START Data for this exercise

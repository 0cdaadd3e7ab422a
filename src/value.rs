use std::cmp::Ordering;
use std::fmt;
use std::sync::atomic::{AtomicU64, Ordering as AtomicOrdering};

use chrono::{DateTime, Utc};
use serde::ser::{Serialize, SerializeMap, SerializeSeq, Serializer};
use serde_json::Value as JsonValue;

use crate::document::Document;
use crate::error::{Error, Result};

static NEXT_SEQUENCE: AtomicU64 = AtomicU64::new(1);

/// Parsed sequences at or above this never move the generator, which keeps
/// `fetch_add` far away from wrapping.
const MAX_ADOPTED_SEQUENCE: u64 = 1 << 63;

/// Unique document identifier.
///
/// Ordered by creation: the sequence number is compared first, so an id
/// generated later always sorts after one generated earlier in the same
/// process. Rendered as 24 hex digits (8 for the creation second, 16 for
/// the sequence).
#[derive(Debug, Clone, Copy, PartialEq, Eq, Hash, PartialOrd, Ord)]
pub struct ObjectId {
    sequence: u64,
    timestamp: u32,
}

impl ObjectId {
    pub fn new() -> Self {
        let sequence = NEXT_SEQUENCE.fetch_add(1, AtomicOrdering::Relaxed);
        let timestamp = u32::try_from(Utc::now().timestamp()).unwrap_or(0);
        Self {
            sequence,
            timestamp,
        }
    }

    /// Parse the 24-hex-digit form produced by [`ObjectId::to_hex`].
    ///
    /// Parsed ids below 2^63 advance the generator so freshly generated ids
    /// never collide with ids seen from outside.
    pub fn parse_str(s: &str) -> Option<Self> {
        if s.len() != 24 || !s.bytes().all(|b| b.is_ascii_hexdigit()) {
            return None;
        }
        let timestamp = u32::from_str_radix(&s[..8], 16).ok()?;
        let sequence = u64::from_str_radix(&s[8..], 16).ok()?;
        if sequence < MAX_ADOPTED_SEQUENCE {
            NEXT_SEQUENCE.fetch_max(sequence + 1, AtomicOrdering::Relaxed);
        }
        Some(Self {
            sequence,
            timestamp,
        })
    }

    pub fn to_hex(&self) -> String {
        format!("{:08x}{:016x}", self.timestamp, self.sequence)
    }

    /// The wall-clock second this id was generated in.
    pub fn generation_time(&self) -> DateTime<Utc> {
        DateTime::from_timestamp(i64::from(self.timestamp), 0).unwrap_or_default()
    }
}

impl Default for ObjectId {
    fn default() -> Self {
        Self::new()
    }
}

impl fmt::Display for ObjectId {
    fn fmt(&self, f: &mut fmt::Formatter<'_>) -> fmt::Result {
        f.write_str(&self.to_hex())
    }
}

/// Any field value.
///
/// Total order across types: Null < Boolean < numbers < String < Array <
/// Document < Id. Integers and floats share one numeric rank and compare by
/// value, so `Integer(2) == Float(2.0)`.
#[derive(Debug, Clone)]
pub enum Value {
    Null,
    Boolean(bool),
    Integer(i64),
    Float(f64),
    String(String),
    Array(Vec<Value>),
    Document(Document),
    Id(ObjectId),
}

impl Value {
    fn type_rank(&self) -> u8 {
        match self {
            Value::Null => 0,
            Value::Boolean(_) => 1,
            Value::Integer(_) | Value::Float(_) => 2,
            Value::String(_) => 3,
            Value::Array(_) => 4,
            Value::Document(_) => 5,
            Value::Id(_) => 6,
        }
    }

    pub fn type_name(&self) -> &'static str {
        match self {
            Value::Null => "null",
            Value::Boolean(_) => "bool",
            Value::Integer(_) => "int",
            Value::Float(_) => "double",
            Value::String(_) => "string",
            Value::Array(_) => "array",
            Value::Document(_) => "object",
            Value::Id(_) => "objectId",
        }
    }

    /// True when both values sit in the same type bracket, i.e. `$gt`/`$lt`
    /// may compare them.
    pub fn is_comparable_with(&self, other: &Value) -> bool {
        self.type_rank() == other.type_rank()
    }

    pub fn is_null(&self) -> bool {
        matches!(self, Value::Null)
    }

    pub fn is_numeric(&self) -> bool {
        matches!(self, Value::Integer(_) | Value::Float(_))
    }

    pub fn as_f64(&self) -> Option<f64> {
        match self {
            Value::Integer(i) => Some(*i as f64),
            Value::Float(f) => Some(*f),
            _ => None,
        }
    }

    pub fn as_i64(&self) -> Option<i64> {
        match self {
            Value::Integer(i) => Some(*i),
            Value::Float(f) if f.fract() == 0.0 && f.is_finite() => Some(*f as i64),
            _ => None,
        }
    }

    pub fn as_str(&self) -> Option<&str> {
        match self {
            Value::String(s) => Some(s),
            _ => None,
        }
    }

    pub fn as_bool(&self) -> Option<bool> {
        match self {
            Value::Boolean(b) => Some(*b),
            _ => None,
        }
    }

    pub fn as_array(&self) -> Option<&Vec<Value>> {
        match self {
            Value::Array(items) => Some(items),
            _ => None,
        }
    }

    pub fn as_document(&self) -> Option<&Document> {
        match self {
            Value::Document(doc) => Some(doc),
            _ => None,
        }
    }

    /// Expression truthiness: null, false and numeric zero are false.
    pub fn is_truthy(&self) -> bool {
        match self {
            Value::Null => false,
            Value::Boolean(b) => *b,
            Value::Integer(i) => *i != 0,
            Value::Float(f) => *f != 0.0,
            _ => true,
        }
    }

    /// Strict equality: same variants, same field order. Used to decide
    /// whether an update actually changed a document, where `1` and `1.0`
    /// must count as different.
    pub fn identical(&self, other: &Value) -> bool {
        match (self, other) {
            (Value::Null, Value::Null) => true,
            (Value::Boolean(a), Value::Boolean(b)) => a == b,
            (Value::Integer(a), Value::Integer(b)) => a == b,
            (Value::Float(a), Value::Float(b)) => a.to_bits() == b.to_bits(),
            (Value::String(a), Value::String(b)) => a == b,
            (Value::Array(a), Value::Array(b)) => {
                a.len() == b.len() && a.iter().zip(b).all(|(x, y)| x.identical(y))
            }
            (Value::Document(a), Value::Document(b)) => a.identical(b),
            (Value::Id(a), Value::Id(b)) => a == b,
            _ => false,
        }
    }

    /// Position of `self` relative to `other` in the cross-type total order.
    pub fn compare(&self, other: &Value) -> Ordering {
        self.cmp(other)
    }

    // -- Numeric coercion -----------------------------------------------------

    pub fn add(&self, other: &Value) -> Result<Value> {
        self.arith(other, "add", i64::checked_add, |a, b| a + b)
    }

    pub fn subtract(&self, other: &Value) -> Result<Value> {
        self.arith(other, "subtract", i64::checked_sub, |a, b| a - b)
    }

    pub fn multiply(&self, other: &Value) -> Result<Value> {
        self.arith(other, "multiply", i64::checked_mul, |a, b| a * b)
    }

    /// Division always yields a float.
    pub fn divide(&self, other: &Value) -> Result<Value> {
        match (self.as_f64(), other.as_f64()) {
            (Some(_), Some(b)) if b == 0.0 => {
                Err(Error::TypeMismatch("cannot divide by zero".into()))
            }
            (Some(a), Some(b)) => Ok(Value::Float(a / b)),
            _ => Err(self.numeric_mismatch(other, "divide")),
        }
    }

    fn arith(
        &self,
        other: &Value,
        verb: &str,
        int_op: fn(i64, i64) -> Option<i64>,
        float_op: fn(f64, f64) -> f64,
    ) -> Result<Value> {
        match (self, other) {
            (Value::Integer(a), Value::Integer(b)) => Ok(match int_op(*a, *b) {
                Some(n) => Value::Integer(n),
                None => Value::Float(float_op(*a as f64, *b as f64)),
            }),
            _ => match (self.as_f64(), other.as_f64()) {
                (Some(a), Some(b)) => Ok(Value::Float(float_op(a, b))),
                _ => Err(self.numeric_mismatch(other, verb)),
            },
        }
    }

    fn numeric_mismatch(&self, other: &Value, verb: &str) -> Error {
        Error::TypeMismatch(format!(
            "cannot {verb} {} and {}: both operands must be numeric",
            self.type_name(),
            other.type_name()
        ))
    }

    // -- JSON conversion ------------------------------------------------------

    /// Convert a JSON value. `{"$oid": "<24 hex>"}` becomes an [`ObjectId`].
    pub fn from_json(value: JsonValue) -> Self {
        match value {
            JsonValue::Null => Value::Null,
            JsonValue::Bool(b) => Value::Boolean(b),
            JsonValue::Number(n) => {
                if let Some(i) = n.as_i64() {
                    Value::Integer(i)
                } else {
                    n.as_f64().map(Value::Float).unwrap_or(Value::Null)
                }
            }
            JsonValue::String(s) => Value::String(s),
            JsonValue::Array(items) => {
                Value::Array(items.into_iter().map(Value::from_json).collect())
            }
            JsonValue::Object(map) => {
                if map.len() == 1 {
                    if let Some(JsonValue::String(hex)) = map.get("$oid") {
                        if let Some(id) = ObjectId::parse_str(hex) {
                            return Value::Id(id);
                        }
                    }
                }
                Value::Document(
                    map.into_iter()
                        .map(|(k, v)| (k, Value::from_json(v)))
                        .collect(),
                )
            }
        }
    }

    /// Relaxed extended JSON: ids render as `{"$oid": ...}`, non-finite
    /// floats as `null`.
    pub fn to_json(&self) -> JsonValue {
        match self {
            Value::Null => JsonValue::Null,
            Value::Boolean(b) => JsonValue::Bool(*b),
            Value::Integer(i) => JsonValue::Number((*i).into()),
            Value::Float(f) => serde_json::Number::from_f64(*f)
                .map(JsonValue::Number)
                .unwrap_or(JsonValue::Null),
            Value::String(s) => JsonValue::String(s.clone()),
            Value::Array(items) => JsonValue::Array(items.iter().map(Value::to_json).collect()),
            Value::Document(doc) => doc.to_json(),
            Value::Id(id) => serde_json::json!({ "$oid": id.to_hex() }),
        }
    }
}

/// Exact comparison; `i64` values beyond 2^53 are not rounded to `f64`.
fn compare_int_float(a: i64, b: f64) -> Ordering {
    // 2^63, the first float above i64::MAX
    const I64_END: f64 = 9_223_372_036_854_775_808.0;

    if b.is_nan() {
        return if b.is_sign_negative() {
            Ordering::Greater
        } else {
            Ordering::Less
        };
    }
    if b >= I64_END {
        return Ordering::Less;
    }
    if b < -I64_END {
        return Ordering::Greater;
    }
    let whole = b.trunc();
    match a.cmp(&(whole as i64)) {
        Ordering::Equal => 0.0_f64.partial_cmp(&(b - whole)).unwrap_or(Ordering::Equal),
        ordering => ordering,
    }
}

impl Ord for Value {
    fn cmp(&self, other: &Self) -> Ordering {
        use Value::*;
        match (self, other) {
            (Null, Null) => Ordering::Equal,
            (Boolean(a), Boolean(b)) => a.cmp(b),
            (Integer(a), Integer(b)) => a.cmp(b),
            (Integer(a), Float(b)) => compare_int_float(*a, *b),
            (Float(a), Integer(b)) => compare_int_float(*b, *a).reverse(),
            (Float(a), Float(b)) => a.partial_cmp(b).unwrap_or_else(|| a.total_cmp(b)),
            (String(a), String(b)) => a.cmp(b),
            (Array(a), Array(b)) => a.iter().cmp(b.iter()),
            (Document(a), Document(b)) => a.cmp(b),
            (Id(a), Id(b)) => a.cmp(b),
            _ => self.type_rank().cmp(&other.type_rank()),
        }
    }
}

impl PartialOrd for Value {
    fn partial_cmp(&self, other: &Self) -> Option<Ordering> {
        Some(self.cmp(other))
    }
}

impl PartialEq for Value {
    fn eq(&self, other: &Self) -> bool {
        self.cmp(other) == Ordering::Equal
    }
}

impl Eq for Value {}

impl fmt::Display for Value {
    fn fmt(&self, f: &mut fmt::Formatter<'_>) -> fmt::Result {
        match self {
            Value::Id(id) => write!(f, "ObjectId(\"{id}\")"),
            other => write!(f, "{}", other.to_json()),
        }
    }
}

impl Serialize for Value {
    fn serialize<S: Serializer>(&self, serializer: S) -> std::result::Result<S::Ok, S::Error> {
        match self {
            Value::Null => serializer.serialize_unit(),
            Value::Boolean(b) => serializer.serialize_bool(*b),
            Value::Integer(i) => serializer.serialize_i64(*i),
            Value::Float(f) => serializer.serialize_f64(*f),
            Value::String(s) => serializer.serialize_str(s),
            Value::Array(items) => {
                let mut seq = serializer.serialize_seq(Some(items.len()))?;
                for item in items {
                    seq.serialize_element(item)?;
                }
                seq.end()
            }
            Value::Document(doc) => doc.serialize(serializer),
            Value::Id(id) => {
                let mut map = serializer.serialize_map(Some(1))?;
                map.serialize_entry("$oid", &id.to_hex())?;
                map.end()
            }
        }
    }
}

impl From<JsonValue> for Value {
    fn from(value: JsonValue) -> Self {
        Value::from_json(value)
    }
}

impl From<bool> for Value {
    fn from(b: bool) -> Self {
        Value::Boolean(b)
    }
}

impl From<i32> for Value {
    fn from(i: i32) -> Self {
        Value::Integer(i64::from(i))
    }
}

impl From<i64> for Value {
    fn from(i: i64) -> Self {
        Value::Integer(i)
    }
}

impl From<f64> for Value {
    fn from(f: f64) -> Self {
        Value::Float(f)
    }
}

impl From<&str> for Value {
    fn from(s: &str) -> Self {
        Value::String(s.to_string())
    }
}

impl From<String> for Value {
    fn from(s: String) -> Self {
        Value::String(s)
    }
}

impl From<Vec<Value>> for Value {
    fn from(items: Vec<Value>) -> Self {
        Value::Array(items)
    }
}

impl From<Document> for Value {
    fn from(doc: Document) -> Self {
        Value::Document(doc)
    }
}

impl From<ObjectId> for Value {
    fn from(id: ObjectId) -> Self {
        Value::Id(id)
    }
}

END Data for this exercise

_What is expected_
Reproduce the lines above, beginning at the line with "pub fn parse_str(s: &str)" and stopping after the line with "pub fn to_hex(&self)", exactly as they are.

_Written solution_
    pub fn parse_str(s: &str) -> Option<Self> {
        if s.len() != 24 || !s.bytes().all(|b| b.is_ascii_hexdigit()) {
            return None;
        }
        let timestamp = u32::from_str_radix(&s[..8], 16).ok()?;
        let sequence = u64::from_str_radix(&s[8..], 16).ok()?;
        if sequence < MAX_ADOPTED_SEQUENCE {
            NEXT_SEQUENCE.fetch_max(sequence + 1, AtomicOrdering::Relaxed);
        }
        Some(Self {
            sequence,
            timestamp,
        })
    }

    pub fn to_hex(&self) -> String {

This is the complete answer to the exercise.